Produced by the English Touring Theatre, a new British adaptation of Othello reworks the possibility that the Moor of Venice was actually an observant Muslim. The play has been re-tooled for this concept — for example, the opening scene features the image of Othello with his hands cupped in Islamic prayer, followed by an Arabic recitation. Further in the play, during the marriage ceremony scene, Othello unfurls a prayer mat for him and Desdemona to sit on during their ceremony.
“I was very aware of the racism Othello suffers because of his skin color, but there was a much more insidious and layered thing that was happening to him as an outsider,” remarks director Richard Twyman.

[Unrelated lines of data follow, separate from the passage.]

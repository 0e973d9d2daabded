//! Integration tests for the session client against a mock backend
//!
//! **Coverage:**
//! - Response normalization: JSON, text, empty and 204 bodies
//! - Refresh-and-replay on 401, including rotated refresh tokens
//! - Forced logout on 403, credential errors, double 401 and refresh failure
//! - Bootstrap endpoints: 401 surfaced directly, no refresh, no logout
//! - Header merging, multipart uploads and cancellation
//! - Login and user-initiated logout
//!
//! **Infrastructure:**
//! - WireMock HTTP server standing in for the backend
//! - In-memory credential store and recording navigator

#![allow(dead_code)]

#[path = "support.rs"]
mod support;

use std::sync::Arc;
use std::time::{Duration, Instant};

use parking_lot::Mutex;
use serde::Deserialize;
use serde_json::json;
use sitedesk_common::testing::sample_profile;
use sitedesk_common::SessionStore;
use sitedesk_domain::{CredentialPair, SessionEvent, SessionPhase};
use sitedesk_infra::api::RefreshError;
use sitedesk_infra::{ApiError, ApiErrorCategory, ApiResponse, MultipartForm, RequestOptions};
use support::Harness;
use tokio_util::sync::CancellationToken;
use wiremock::matchers::{body_json, header, method, path};
use wiremock::{Mock, ResponseTemplate};

fn json_response(status: u16, body: serde_json::Value) -> ResponseTemplate {
    ResponseTemplate::new(status).set_body_json(body)
}

async fn mount_refresh(harness: &Harness, new_token: &str) {
    Mock::given(method("POST"))
        .and(path("/auth/refresh"))
        .and(body_json(json!({ "refresh_token": "refresh-token-1" })))
        .respond_with(json_response(200, json!({ "access_token": new_token })))
        .expect(1)
        .mount(&harness.server)
        .await;
}

// ============================================================================
// Response normalization
// ============================================================================

#[tokio::test]
async fn scenario_a_valid_token_returns_parsed_json() {
    let harness = Harness::logged_in().await;
    Mock::given(method("GET"))
        .and(path("/projects"))
        .and(header("authorization", "Bearer access-token-1"))
        .respond_with(json_response(200, json!({ "items": [] })))
        .expect(1)
        .mount(&harness.server)
        .await;

    let response = harness.client.api_call("/projects", RequestOptions::get()).await.unwrap();

    assert_eq!(response, ApiResponse::Json(json!({ "items": [] })));
    assert_eq!(harness.hits("/auth/refresh").await, 0);
}

#[tokio::test]
async fn empty_and_no_content_responses_are_empty() {
    let harness = Harness::logged_in().await;
    Mock::given(method("DELETE"))
        .and(path("/sites/7"))
        .respond_with(ResponseTemplate::new(204))
        .mount(&harness.server)
        .await;
    Mock::given(method("GET"))
        .and(path("/approvals/pending"))
        .respond_with(ResponseTemplate::new(200).insert_header("content-type", "application/json"))
        .mount(&harness.server)
        .await;

    let deleted = harness.client.api_call("/sites/7", RequestOptions::delete()).await.unwrap();
    let pending =
        harness.client.api_call("/approvals/pending", RequestOptions::get()).await.unwrap();

    assert!(deleted.is_empty());
    assert!(pending.is_empty());
}
//! Execution-context classification.
//!
//! Given "who is running right now", the trial caller, and the designated
//! pool, decide which of the three contexts the current observation belongs
//! to. The classifier is a total pure function of three identity values; it
//! never fails and has no side effects.

use core::fmt;
use std::thread::ThreadId;

use crate::pool::PoolHandle;

/// Where a piece of leaf work was observed executing.
#[derive(Debug, Clone, Copy, PartialEq, Eq, Hash)]
pub enum ExecutionContext {
    /// A worker thread owned by the designated pool.
    DesignatedPoolWorker,
    /// The thread that initiated the trial. Legitimate: divide-and-conquer
    /// substrates run the smallest remaining chunk on the initiating thread
    /// instead of submitting it.
    CallerThread,
    /// Anything else: a worker of a different pool or an unrelated thread.
    /// Always a violation.
    OtherContext,
}

impl fmt::Display for ExecutionContext {
    fn fmt(&self, f: &mut fmt::Formatter<'_>) -> fmt::Result {
        match self {
            Self::DesignatedPoolWorker => write!(f, "designated-pool-worker"),
            Self::CallerThread => write!(f, "caller-thread"),
            Self::OtherContext => write!(f, "other-context"),
        }
    }
}

/// Classifies `current` against the trial's caller and designated pool.
///
/// Pool membership is checked before caller equality: when a trial is rooted
/// inside the pool, the "caller" is itself a pool worker, and it counts as
/// the pool.
#[must_use]
pub fn classify(current: ThreadId, caller: ThreadId, designated: &PoolHandle) -> ExecutionContext {
    if designated.is_worker(current) {
        ExecutionContext::DesignatedPoolWorker
    } else if current == caller {
        ExecutionContext::CallerThread
    } else {
        ExecutionContext::OtherContext
    }
}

The director first came up with the idea to re-conceptualize Othello, famously referred to as ‘the Moor’, when he first came about research from scholar Jerry Brotton. “We know historically about the Moorish kingdom of Spain, where Spanish Muslims or Moriscos’ were forcibly converted to Christianity in 1492,” remarks the director. “A Moor is an inhabitant of Mauritania which is in northwest Africa — it’s effectively modern-day Morocco. In this period in the 15th and 16th century, Muslims were referred to as black. There was no word for Muslim. It didn’t enter the English language until the second decade of the 17th century. But you have all these synonyms – Turk, Moor, Saracen, Persian — which are an attempt by an English tradition to describe Muslims.”
Scholar Jerry Brotton, author of This Orient Isle: Elizabethan England and the Islamic World, says that the play is a “really sobering, shocking, really quite stark warning about what happens when we ‘otherize’ people, about giving into the Iago within us or the Iago in our society.”